В просторечии их называют "монопольками". Никакого вина там не продают, только водку. "Монополька" - чистенькая, опрятная. Продавщица, или, как Соня называет, "сиделица", - немолодая женщина с усталым лицом. Я думаю о Сониной маме.
- Папа! - - говорю я вечером, когда он, очень усталый (провел полдня около трудной больной, только сейчас возвратился домой), присаживается около моей кровати для "последнего разговора". - Папа, что такое незаконнорожденные дети?
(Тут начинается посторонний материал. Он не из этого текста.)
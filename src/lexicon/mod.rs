pub mod modifiers;

use std::collections::{HashMap, HashSet};
use std::path::{Path, PathBuf};
use std::sync::Arc;

use once_cell::sync::OnceCell;

use crate::error::{Error, Result};

pub use modifiers::{booster_scalar, is_negation};

const EMBEDDED_STOP_WORDS: &str = include_str!("../../data/lexicon/stopwords.txt");
const EMBEDDED_LEMMAS: &str = include_str!("../../data/lexicon/lemmas.tsv");
const EMBEDDED_SENTIMENT: &str = include_str!("../../data/lexicon/sentiment.tsv");

const STOP_WORDS_FILE: &str = "stopwords.txt";
const LEMMAS_FILE: &str = "lemmas.tsv";
const SENTIMENT_FILE: &str = "sentiment.tsv";

static GLOBAL: OnceCell<Arc<Lexicon>> = OnceCell::new();

#[derive(Debug, Clone, PartialEq, Eq)]
pub enum LexiconSource {
    Embedded,
    /// Directory holding `stopwords.txt`, `lemmas.tsv` and `sentiment.tsv`.
    Directory(PathBuf),
}

/// Lexical resources shared by the analyzers: stop words, irregular lemma
/// forms and sentiment valences.
#[derive(Debug, Clone, Default)]
pub struct Lexicon {
    stop_words: HashSet<String>,
    lemma_exceptions: HashMap<String, String>,
    sentiment: Option<HashMap<String, f64>>,
}

impl Lexicon {
    /// Loads the process-wide lexicon once. Later calls return the instance
    /// created by the first call, whatever source they ask for.
    pub fn init(source: LexiconSource) -> Arc<Lexicon> {
        let mut loaded_now = false;
        let lexicon = GLOBAL
            .get_or_init(|| {
                loaded_now = true;
                Arc::new(Self::load(&source))
            })
            .clone();

        if !loaded_now {
            tracing::debug!("Lexicon already initialized, ignoring {:?}", source);
        }

        lexicon
    }

    /// The process-wide lexicon, loading the embedded one if nothing was
    /// initialized yet.
    pub fn global() -> Arc<Lexicon> {
        Self::init(LexiconSource::Embedded)
    }

    pub fn load(source: &LexiconSource) -> Self {
        match source {
            LexiconSource::Embedded => Self::embedded(),
            LexiconSource::Directory(dir) => Self::from_dir(dir),
        }
    }

    pub fn embedded() -> Self {
        Self {
            stop_words: parse_word_list(EMBEDDED_STOP_WORDS),
            lemma_exceptions: parse_lemmas(EMBEDDED_LEMMAS),
            sentiment: Some(parse_valences(EMBEDDED_SENTIMENT)),
        }
    }

    /// A lexicon with every resource unavailable.
    pub fn empty() -> Self {
        Self::default()
    }

    /// Loads each resource independently, degrading the ones that fail.
    pub fn from_dir(dir: &Path) -> Self {
        let stop_words = match read_resource(dir, STOP_WORDS_FILE) {
            Ok(raw) => parse_word_list(&raw),
            Err(e) => {
                tracing::warn!("{}; continuing without stop words", e);
                HashSet::new()
            }
        };

        let lemma_exceptions = match read_resource(dir, LEMMAS_FILE) {
            Ok(raw) => parse_lemmas(&raw),
            Err(e) => {
                tracing::warn!("{}; lemmatizing with suffix rules only", e);
                HashMap::new()
            }
        };

        let sentiment = match read_resource(dir, SENTIMENT_FILE) {
            Ok(raw) => Some(parse_valences(&raw)),
            Err(e) => {
                tracing::warn!("{}; sentiment will be reported as neutral", e);
                None
            }
        };

        tracing::info!(
            "Loaded lexicon from {} ({} stop words, {} lemma exceptions, sentiment {})",
            dir.display(),
            stop_words.len(),
            lemma_exceptions.len(),
            if sentiment.is_some() { "available" } else { "unavailable" }
        );

        Self {
            stop_words,
            lemma_exceptions,
            sentiment,
        }
    }

    pub fn is_stop_word(&self, word: &str) -> bool {
        self.stop_words.contains(word)
    }

    pub fn lemma_exception(&self, word: &str) -> Option<&str> {
        self.lemma_exceptions.get(word).map(String::as_str)
    }

    pub fn sentiment(&self) -> Result<&HashMap<String, f64>> {
        self.sentiment
            .as_ref()
            .ok_or_else(|| Error::ResourceUnavailable("sentiment lexicon".to_string()))
    }

    pub fn stop_word_count(&self) -> usize {
        self.stop_words.len()
    }
}

fn read_resource(dir: &Path, name: &str) -> Result<String> {
    let path = dir.join(name);
    std::fs::read_to_string(&path).map_err(|e| {
        Error::ResourceUnavailable(format!("{} ({})", path.display(), e))
    })
}

fn data_lines(raw: &str) -> impl Iterator<Item = &str> {
    raw.lines()
        .map(str::trim)
        .filter(|l| !l.is_empty() && !l.starts_with('#'))
}

fn parse_word_list(raw: &str) -> HashSet<String> {
    data_lines(raw).map(str::to_lowercase).collect()
}

fn parse_lemmas(raw: &str) -> HashMap<String, String> {
    data_lines(raw)
        .filter_map(|line| {
            let mut parts = line.split('\t');
            let form = parts.next()?.trim();
            let lemma = parts.next()?.trim();
            Some((form.to_lowercase(), lemma.to_lowercase()))
        })
        .collect()
}

fn parse_valences(raw: &str) -> HashMap<String, f64> {
    data_lines(raw)
        .filter_map(|line| {
            let mut parts = line.split('\t');
            let token = parts.next()?.trim();
            match parts.next()?.trim().parse::<f64>() {
                Ok(valence) => Some((token.to_lowercase(), valence)),
                Err(_) => {
                    tracing::debug!("Skipping malformed sentiment entry: {}", line);
                    None
                }
            }
        })
        .collect()
}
- Здрасте! Очень приятно... - отвечает папа так, словно он встретился с кем-то очень неприятным. - Здрасте! Давно не видались...
- Нет, ты скажи! Что такое незаконнорожденные дети? Ты это знаешь?
- Я-то знаю. А вот где ты это подхватила?
- Этого я тебе сказать не могу: я дала самое честное слово!
- Гм... Очень глупое выражение, самое честное слово! Если слово не самое честное, значит, оно и не очень уж честное! Честность, братец ты мой, не мороженое, чтобы ее отпускать на копейку, на две или на целый пятак.
Дело плохо! Когда я почему-то оказываюсь "братец ты мой" или еще хуже: "милостивые мои государи!", значит, папа сердится.
Я спешу перевести беседу в другое русло:
- Папа, ты же мне все-таки не сказал, что такое незаконнорожденные дети?